Thursday, August 23, 2007


Can you see the similarity? Marlon and his motorbike—me on my moto-mouton. Perhaps my broad grin isn’t as cool as his curled lip and some sort of hat worn at a jaunty angle might help but, hey, I reckon my pure wool seat cover is pretty special.


We’ve had an incredibly full day today and so, in order to keep the blog to a readable length, I’ll keep to the sheepy bits. First off was a trip to the veterinary surgeon to have our six-month-old ram castrated before he reaches sexual maturity. He becomes a wether and, as such, we can keep him with our three ewes, including his mum, and our mature ram. Keeping animals correctly, as far as the law is concerned, is quite a complex procedure. We’ve had to register as sheep keepers, and all our sheep have uniquely-numbered ear tags. We have to fill out movement forms when we transport them and, if they’re moved over 60 km / 40 miles (I think) the driver needs to be specially licensed to transport animals. This legislation often seems to aimed at farm-scale production and I wonder that law makers haven’t forgotten that there are other people out there, raising a few animals for their own consumption, meaning that the legislation seems over bearing: a sledgehammer to crack a nut.


Because our sheep are so small, and there was just one to do, the vet suggested that we bring him to the surgery rather than paying for the vet to come to our permaculture smallholding. We haven’t got a dedicated animal trailer and so, when it came to it, we had to be pragmatic and just make the best of things. We put a plastic sheet over the rear seat, where I then sat with the ram lamb on my lap, while Gabrielle drove us down to the vet’s. He quickly settled down and seemed to enjoy the scenery moving past at a quicker rate than lamb-running speed, much in the same way that many dogs enjoy a car ride. We did raise a few eyebrows as we passed a group of people, including a farmer in overalls, who saw a right-hand drive car (Gabrielle’s UK car that we’ve re-registered over here) with a blond woman driving and a man sitting in the back seat with a lamb on his lap, looking out the window.

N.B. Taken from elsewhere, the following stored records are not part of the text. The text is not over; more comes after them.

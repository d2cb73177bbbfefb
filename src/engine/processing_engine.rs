// ProcessingEngine - 依存性注入による並列処理エンジン
// デコーダー・設定・レポーターをコンストラクタで受け取る

use super::pipeline::ProcessingPipeline;
use crate::{
    core::{
        DiscoveryTarget, ProcessingConfig, ProcessingError, ProcessingResult, ProcessingSummary,
        ProgressReporter,
    },
    demo::DemoDecoder,
};
use std::path::Path;
use std::sync::Arc;
use tokio::sync::Semaphore;
use tracing::info;

/// バッチ処理エンジン
///
/// ワーカー間で共有する依存関係はArcで保持する。
pub struct ProcessingEngine<D, C, R> {
    decoder: Arc<D>,
    config: Arc<C>,
    reporter: Arc<R>,
}

impl<D, C, R> ProcessingEngine<D, C, R>
where
    D: DemoDecoder + 'static,
    C: ProcessingConfig,
    R: ProgressReporter + 'static,
{
    /// 新しい処理エンジンを作成
    pub fn new(decoder: D, config: C, reporter: R) -> Self {
        Self {
            decoder: Arc::new(decoder),
            config: Arc::new(config),
            reporter: Arc::new(reporter),
        }
    }

    /// ディレクトリ配下のデモを全て処理
    pub async fn process_directory(
        &self,
        directory: impl AsRef<Path>,
    ) -> ProcessingResult<ProcessingSummary> {
        self.process_target(DiscoveryTarget::Directory(directory.as_ref().to_path_buf()))
            .await
    }

    /// 単一のデモファイルを処理
    pub async fn process_file(&self, file: impl AsRef<Path>) -> ProcessingResult<ProcessingSummary> {
        self.process_target(DiscoveryTarget::SingleFile(file.as_ref().to_path_buf()))
            .await
    }

    /// 処理対象を指定して実行
    pub async fn process_target(
        &self,
        target: DiscoveryTarget,
    ) -> ProcessingResult<ProcessingSummary> {
        self.validate_config()?;

        info!(
            target = %target.path().display(),
            decoder = self.decoder.name(),
            max_concurrent = self.config.max_concurrent_workers(),
            "starting batch"
        );

        ProcessingPipeline::new(Arc::clone(&self.decoder))
            .execute(target, self.config.as_ref(), Arc::clone(&self.reporter))
            .await
    }

    /// 設定検証
    fn validate_config(&self) -> ProcessingResult<()> {
        let workers = self.config.max_concurrent_workers();
        if workers == 0 {
            return Err(ProcessingError::configuration(
                "並列ワーカー数は1以上である必要があります",
            ));
        }
        if workers > Semaphore::MAX_PERMITS {
            return Err(ProcessingError::configuration(format!(
                "並列ワーカー数が大きすぎます: {workers}"
            )));
        }

        if self.config.channel_buffer_size() == 0 {
            return Err(ProcessingError::configuration(
                "チャンネルバッファサイズは1以上である必要があります",
            ));
        }

        Ok(())
    }

    /// 設定への参照を取得（読み取り専用アクセス）
    pub fn config(&self) -> &C {
        &self.config
    }

    /// レポーターへの参照を取得
    pub fn reporter(&self) -> &R {
        &self.reporter
    }

    pub fn decoder(&self) -> &D {
        &self.decoder
    }
}
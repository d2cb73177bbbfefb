// エンジン層 - 並列処理とオーケストレーション
// サービス層を組み合わせて高レベルな処理を提供

pub mod api;
pub mod dispatcher;
mod pipeline;
pub mod processing_engine;
pub mod producer;

// 公開API - 主要エンジンクラス
pub use api::{create_default_processing_engine, create_quiet_processing_engine};
pub use pipeline::ProcessingPipeline;
pub use processing_engine::ProcessingEngine;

The vet, the very calm and friendly Docteur Mouhli, applied a pair of special pliers to the lambs scrotum, leaving them clamped for a minute each side, which squashes the tubes serving the testicles, a sort of bloodless vasectomy. Dr Mouhli explained that this way he would keep his comportment of a ram (more so than with a surgical removal of the testicles) but be sterile. He assured us that, ram character largely intact, he can still live with the other ram and he may even mount the ewes but not inseminate them. The lamb was completely docile on the journey home and is running around the field again now.


Almost as soon as we got home, the phone rang, and it was our neighbours, Jeremie and Marie-Laure, asking for a coup de main (helping hand) with their own sheep, a Jacob ram, ewe and lamb. They, particularly the ram, called Balthazar, are enormous, compared to our little Ouessants. Martine had travelled up from the Mayenne, with her husband, a friend and a horsebox, to take the sheep back to her rare-breed smallholding. The size of Balthazar and his four fearsome horns, was the reason why Jeremie had called in all the help he could get, us and Paul included.


The cunning plan—which worked well, up to a point—was to shepherd the trio into the corner of the field, through a cut panel of fencing into a funnel made out of sheep netting when—and here the detail was sketchy—someone would grab hold of the ram, put a rope around him and lead him quietly into the van. Parts 1 and 2 of the plan worked well and I found myself the last one through the cut in the fence and so felt slightly frustrated that I was the opposite end from where it was all happening (I usually like to be in the thick of the action) and just holding the “gate” closed. I needn’t have worried on that score as, eluding several attempts to restrain him, Balthazar then ran straight for me, turned at the last moment and leapt the fence. With lightening reflexes, I saw my chance for glory, leaping fearlessly onto the back of the beast and plunging my hands into his deep wool to get a firm handhold. Help was immediately on hand and all three sheep were walked into the van. Time for coffee, all feeling rather pleased with ourselves.